Consider any number of other examples. We all drive cars. This has various benefits that we are all familiar with. But it also has costs – people die and are seriously injured in automobile accidents. What do we do about this? Well, we could criminalise driving. But instead we try to make cars and roads safer in various ways, and we try to find ways to make it more probable that people will survive road traffic accidents. Consider hunting. Whatever you think about the ethics of hunting, it clearly has some costs. People get shot. Hunters get shot, and so do random folk walking through forests. We (by which I mean the US) could ban hunting. But instead people are advised to wear bright clothing when they walk through forested areas during hunting season. We try to mitigate the dangers. I invite you to think about the use of the internet, credit cards, air conditioning, travel by aircraft, travel overseas, the taking of medicines and vaccinations.

These, and so many other activities, are things that most of us think have certain benefits, but also bring certain risks. The taking of aspirin, and the ingestion of alcohol are two pretty obvious cases. Both have certain benefits, and both have very obvious drawbacks. In 2006 7600 people died from taking aspirin (or other NSAIDS) in the US alone, and 85 000 people died in the US of alcohol related injury. Do we criminalise NSAIDS or alcohol? Well no.

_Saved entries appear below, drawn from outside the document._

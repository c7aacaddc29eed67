//! Hamiltonian tours over the grid.
//!
//! A [`Cycle`] is a bijective successor map on the cells of a grid whose
//! single orbit covers every cell. The bot never leaves it, which is what makes
//! self-collision impossible: the body is always a contiguous run of tour
//! order, and the head only ever steps onto the cell the tail is vacating or
//! onto a free cell.

use serde::{Deserialize, Serialize};

use super::{
    error::{GameError, Result},
    grid::Grid,
    state::Cell,
};

/// How the tour is laid over the grid
#[derive(Debug, Clone, Copy, PartialEq, Eq, Hash, Default, Serialize, Deserialize)]
pub enum CycleShape {
    /// Column-by-column zig-zag closed by a jump from the last cell back to
    /// `(0, 0)`. Needs an even column count.
    Serpentine,
    /// Zig-zag over rows `1..` with row 0 kept as the return lane, so every
    /// step including the closing one is a unit move. Needs one even side.
    #[default]
    Closed,
}

/// A Hamiltonian cycle over an R×C grid, immutable after construction
#[derive(Debug, Clone, PartialEq, Eq)]
pub struct Cycle {
    grid: Grid,
    shape: CycleShape,
    /// Cells in tour order, starting at (0, 0)
    order: Vec<Cell>,
    /// Dense cell index -> position in `order`
    position: Vec<usize>,
}

impl Cycle {
    /// Build the default (closed) tour
    pub fn build(rows: usize, cols: usize) -> Result<Self> {
        Self::with_shape(CycleShape::Closed, rows, cols)
    }

    /// Build the column serpentine with a wrap-around closing edge
    pub fn serpentine(rows: usize, cols: usize) -> Result<Self> {
        Self::with_shape(CycleShape::Serpentine, rows, cols)
    }

    pub fn with_shape(shape: CycleShape, rows: usize, cols: usize) -> Result<Self> {
        let invalid = |reason| GameError::InvalidGrid { rows, cols, reason };

        if rows == 0 || cols == 0 {
            return Err(invalid("dimensions must be positive"));
        }
        if rows > i32::MAX as usize || cols > i32::MAX as usize {
            return Err(invalid("dimensions exceed the cell coordinate range"));
        }
        match rows.checked_mul(cols) {
            None => return Err(invalid("cell count overflows")),
            Some(cells) if cells < 4 => return Err(invalid("a tour needs at least 4 cells")),
            Some(_) => {}
        }

        let order = match shape {
            CycleShape::Serpentine => {
                if cols % 2 != 0 {
                    return Err(invalid("serpentine tour needs an even column count"));
                }
                serpentine_order(rows, cols)
            }
            CycleShape::Closed => {
                if rows < 2 || cols < 2 {
                    return Err(invalid("closed tour needs at least 2 rows and 2 columns"));
                }
                if cols % 2 == 0 {
                    comb_order(cols, rows, |lane, step| Cell::new(lane, step))
                } else if rows % 2 == 0 {
                    comb_order(rows, cols, |lane, step| Cell::new(step, lane))
                } else {
                    return Err(invalid("no closed tour exists when both dimensions are odd"));
                }
            }
        };

        let grid = Grid::new(rows, cols);
        let mut position = vec![0; grid.cell_count()];
        for (i, &cell) in order.iter().enumerate() {
            if let Some(idx) = grid.index_of(cell) {
                position[idx] = i;
            }
        }

        debug_assert_eq!(order.len(), grid.cell_count());
        Ok(Self {
            grid,
            shape,
            order,
            position,
        })
    }

    pub fn grid(&self) -> Grid {
        self.grid
    }

    pub fn shape(&self) -> CycleShape {
        self.shape
    }

    pub fn rows(&self) -> usize {
        self.grid.rows
    }

    pub fn cols(&self) -> usize {
        self.grid.cols
    }

    /// Number of cells on the tour, always `rows * cols`
    pub fn len(&self) -> usize {
        self.order.len()
    }

    pub fn is_empty(&self) -> bool {
        self.order.is_empty()
    }

    /// Cells in tour order starting at (0, 0)
    pub fn order(&self) -> &[Cell] {
        &self.order
    }

    /// Position of a cell in tour order, `None` outside the grid
    pub fn position(&self, cell: Cell) -> Option<usize> {
        self.grid.index_of(cell).map(|idx| self.position[idx])
    }

    /// Successor of `cell` on the tour.
    ///
    /// # Panics
    ///
    /// Panics if `cell` lies outside the grid.
    pub fn next(&self, cell: Cell) -> Cell {
        let pos = self.expect_position(cell);
        self.order[(pos + 1) % self.order.len()]
    }

    /// Predecessor of `cell` on the tour.
    ///
    /// # Panics
    ///
    /// Panics if `cell` lies outside the grid.
    pub fn prev(&self, cell: Cell) -> Cell {
        let pos = self.expect_position(cell);
        self.order[(pos + self.order.len() - 1) % self.order.len()]
    }

    /// Steps forward along the tour from `from` to reach `to`
    pub fn distance(&self, from: Cell, to: Cell) -> Option<usize> {
        let a = self.position(from)?;
        let b = self.position(to)?;
        Some((b + self.order.len() - a) % self.order.len())
    }

    /// True when every step of the tour, including the closing one, is a unit move
    pub fn is_closed(&self) -> bool {
        self.order
            .iter()
            .zip(self.order.iter().cycle().skip(1))
            .all(|(&a, &b)| a.is_adjacent(b))
    }

    /// A head-first snake of `len` cells occupying the first `len` cells of
    /// the tour, so the head sits at position `len - 1`
    pub fn seed(&self, len: usize) -> Vec<Cell> {
        self.order[..len.min(self.order.len())]
            .iter()
            .rev()
            .copied()
            .collect()
    }

    fn expect_position(&self, cell: Cell) -> usize {
        match self.position(cell) {
            Some(pos) => pos,
            None => panic!("cell {cell:?} is outside the {}x{} grid", self.rows(), self.cols()),
        }
    }
}

/// Even columns top to bottom, odd columns bottom to top
fn serpentine_order(rows: usize, cols: usize) -> Vec<Cell> {
    let mut path = Vec::with_capacity(rows * cols);
    for col in 0..cols as i32 {
        if col % 2 == 0 {
            path.extend((0..rows as i32).map(|row| Cell::new(col, row)));
        } else {
            path.extend((0..rows as i32).rev().map(|row| Cell::new(col, row)));
        }
    }
    path
}

/// Tour over `lanes` (even) lanes of `len` cells each.
///
/// Lane 0 is walked in full. Later lanes zig-zag over steps `1..len`, odd lanes
/// descending, so the last lane ends at step 1. Step 0 of lanes `lanes-1..1`
/// then forms the return lane back to the start. `to_cell` maps
/// `(lane, step)` to grid coordinates.
fn comb_order(lanes: usize, len: usize, to_cell: impl Fn(i32, i32) -> Cell) -> Vec<Cell> {
    let mut path = Vec::with_capacity(lanes * len);
    let (lanes, len) = (lanes as i32, len as i32);

    path.extend((0..len).map(|step| to_cell(0, step)));
    for lane in 1..lanes {
        if lane % 2 == 1 {
            path.extend((1..len).rev().map(|step| to_cell(lane, step)));
        } else {
            path.extend((1..len).map(|step| to_cell(lane, step)));
        }
    }
    path.extend((1..lanes).rev().map(|lane| to_cell(lane, 0)));
    path
}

We do try to minimise their harms in various ways – we try to prevent people drinking and driving, we offer alcohol rehabilitation programs and so forth. Now, if any of these activities had no benefit at all, and had only costs, it seems likely that we would be more inclined to try and prevent them, and might even criminalise them. So if you think that active euthanasia has no benefits at all – that it does not ease suffering and that it does not provide people with choices about how their life will end, at a time in their life when they may not have many choices left (or that if it does, that is not a good thing), then the fact that there are certain risks associated with legalised active euthanasia would be a good reason not to legalise it.

But it is interesting that arguments such as the one we are considering here, seem to have such power in the domain of public policy regarding euthanasia, where analogous arguments have so little power in analogous public policy decisions. 435 000 people die in the US from tobacco related illnesses every year. But tobacco is legal despite the fact that there are not really so many benefits to be had from it, except of course a love of smoking.

Perhaps it is a individual’s right to choose to smoke or not, and it is society’s duty to try and minimise the damage done: offering nicotine patches, quit lines, and replacement lungs. But if that is so, then why is that not also our attitude to the debate about euthanasia? Perhaps there are some risks related to legalising active euthanasia. That is a good reason to try and find ways to minimise any harm – to find ways to make sure that vulnerable people are not bullied into making decisions they have no desire to make; to make sure that older depressed patients are treated for their depression; to make sure that aged and frail people do not feel that they are not valued or that it would be better for the world if they were not in it. Indeed these, surely, are things we ought to be doing anyway. But why ought the fact that these risks exist be a strong reason to be suspicious of euthanasia, when the fact that 26 000 people die car accidents each year is not a reason to be suspicious of driving?

I think it bears thinking about why we find this peculiar asymmetry in the debate about euthanasia.